Chocolate Butter Banana Cake Bread
I LOVE peanut butter and chocolate. If I am going to consume a banana 🍌, it absolutely MUST be with peanut butter (almond butter, nut butter, the like…)
I found a nut-free chocolate “peanut butter” spread, made with roasted soybeans and wanted to give it a try. I’ve had the non-chocolate version in the past, and figured this would be a great experiment!
CHOCOLATE
“nut” BUTTER
BANANA
BREAD! – Kind of like a cake.
You’ll love it.
Chocolate Butter Banana Cake Bread
3 large ripe bananas
3 large eggs
1 cup chocolate nut butter – or NUT-FREE
3/4 cup butter, softened to room temperature
1 cup sugar
1/2 cup brown sugar
2 tsp. vanilla
3 cups all-purpose flour
1 tsp. baking powder
1 tsp. baking soda
1/2 tsp. sea salt
1 1/2 cups buttermilk, room temperature
Preheat the oven to 350 degrees. Grease a 9×13″ pan (or 2 bread loaf pans) or line with parchment paper.
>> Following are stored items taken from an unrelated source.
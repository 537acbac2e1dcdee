use std::path::Path;

use tracing::{debug, warn};
use super::{user_config_path, UserConfig, UserConfigError};

/// Load the user configuration from `~/.shopping-list/config.toml`.
///
/// Returns `Ok(UserConfig::default())` if the file does not exist.
///
/// # Errors
///
/// Returns [`UserConfigError`] if the file exists but cannot be read or parsed.
pub fn load_user_config() -> Result<UserConfig, UserConfigError> {
    let Some(path) = user_config_path() else {
        warn!("Could not determine user config directory; using defaults");
        return Ok(UserConfig::default());
    };
    load_user_config_from(&path)
}

/// Load the user configuration from an explicit path.
pub fn load_user_config_from(path: &Path) -> Result<UserConfig, UserConfigError> {
    if !path.exists() {
        debug!("User config not found at {}; using defaults", path.display());
        return Ok(UserConfig::default());
    }
    let content = std::fs::read_to_string(path)?;
    let config: UserConfig = toml::from_str(&content)?;
    debug!("Loaded user config from {}", path.display());
    Ok(config)
}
Mash the bananas until fairly smooth.
Whisk the dry ingredients together and set aside.
Using a handheld or stand mixer, beat the butters until creamy.
Add the sugars and cream together.
Add the eggs and vanilla.
Continue to beat on medium speed, adding in the bananas.
Slowly add in the dry ingredients from the cake/bread batter.
As you add the flour mix, alternately with the buttermilk.
A few lumps here and there are just fine.
Bake for about 45 minutes, until a toothpick inserted comes out clean.